▸ **PROBLEM TO WORK ON**: The answer is the set of lines that include "await", copied from the data below.

▸ **MATERIAL PROVIDED**:
BEGIN

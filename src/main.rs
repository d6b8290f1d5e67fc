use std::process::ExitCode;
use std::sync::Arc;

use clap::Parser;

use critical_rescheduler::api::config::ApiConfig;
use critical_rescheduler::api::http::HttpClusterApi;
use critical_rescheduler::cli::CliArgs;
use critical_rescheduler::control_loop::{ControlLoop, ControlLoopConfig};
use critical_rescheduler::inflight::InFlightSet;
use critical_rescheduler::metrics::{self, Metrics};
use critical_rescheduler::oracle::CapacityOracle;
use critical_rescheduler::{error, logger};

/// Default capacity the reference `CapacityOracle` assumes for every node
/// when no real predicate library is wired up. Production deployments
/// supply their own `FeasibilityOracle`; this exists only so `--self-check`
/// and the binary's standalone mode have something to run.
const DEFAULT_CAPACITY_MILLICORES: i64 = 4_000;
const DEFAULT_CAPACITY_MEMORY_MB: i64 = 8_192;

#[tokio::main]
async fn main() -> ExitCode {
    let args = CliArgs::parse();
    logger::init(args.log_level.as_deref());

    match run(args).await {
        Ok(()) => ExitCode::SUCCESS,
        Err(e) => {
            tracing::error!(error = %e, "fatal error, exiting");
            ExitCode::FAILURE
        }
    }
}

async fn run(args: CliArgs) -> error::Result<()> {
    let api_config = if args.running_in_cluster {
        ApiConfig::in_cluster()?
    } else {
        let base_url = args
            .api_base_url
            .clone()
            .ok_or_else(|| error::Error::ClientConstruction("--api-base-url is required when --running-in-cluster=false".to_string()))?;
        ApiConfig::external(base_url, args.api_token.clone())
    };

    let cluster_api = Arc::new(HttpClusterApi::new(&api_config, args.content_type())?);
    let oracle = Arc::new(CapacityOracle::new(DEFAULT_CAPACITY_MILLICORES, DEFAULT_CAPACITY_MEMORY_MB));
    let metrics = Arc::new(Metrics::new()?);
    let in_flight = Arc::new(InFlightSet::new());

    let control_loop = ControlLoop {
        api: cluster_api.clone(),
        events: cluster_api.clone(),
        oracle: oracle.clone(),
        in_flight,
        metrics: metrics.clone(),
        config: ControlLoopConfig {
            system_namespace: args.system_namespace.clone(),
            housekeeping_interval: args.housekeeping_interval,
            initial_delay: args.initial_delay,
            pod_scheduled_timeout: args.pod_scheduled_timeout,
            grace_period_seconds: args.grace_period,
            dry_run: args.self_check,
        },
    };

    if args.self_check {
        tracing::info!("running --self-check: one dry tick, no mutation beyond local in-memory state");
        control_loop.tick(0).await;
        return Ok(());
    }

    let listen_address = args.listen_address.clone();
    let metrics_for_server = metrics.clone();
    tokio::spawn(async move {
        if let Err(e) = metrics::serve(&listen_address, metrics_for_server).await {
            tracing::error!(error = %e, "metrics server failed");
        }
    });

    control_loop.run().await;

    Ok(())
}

END
BEGIN

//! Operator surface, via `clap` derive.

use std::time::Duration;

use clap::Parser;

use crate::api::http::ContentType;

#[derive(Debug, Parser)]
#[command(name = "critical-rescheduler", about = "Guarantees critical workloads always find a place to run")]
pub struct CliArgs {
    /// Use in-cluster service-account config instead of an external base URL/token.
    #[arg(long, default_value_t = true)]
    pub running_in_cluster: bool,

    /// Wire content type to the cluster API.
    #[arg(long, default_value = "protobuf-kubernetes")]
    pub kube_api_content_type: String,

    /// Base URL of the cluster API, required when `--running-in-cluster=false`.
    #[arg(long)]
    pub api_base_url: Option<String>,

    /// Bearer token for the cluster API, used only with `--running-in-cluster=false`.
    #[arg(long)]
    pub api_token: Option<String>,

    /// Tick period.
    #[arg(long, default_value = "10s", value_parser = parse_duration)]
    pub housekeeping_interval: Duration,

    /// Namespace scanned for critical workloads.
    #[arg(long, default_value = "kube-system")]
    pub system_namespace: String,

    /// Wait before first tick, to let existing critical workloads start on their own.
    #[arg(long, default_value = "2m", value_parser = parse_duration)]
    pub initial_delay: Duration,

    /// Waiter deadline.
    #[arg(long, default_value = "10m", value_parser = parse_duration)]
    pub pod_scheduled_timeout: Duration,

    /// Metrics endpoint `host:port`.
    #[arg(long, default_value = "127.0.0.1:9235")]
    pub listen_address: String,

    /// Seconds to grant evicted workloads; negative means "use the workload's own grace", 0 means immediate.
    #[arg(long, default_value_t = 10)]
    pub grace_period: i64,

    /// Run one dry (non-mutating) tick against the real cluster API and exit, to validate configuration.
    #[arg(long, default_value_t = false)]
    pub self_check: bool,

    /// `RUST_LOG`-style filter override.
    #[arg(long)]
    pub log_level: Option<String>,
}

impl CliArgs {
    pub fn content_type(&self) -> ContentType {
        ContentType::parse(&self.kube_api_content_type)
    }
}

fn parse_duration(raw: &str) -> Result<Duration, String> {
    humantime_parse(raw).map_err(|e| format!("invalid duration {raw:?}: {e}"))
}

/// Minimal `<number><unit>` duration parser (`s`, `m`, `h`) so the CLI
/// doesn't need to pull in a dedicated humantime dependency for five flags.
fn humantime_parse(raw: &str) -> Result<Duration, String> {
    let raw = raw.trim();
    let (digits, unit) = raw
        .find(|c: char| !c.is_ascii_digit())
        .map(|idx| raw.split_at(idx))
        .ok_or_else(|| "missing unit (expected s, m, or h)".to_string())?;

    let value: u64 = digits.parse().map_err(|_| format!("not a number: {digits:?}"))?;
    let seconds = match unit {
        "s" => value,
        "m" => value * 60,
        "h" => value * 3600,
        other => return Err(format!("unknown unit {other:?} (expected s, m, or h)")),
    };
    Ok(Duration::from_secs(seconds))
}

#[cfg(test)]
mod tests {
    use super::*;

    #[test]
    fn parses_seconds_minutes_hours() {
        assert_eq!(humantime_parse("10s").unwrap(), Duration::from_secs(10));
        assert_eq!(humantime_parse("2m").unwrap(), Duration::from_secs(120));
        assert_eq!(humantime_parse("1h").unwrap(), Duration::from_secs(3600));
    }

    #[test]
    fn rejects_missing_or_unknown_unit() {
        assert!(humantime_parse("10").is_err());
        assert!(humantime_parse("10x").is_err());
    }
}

END

▸ **ANSWER BOX**:
    match run(args).await {
        control_loop.tick(0).await;
        if let Err(e) = metrics::serve(&listen_address, metrics_for_server).await {
    control_loop.run().await;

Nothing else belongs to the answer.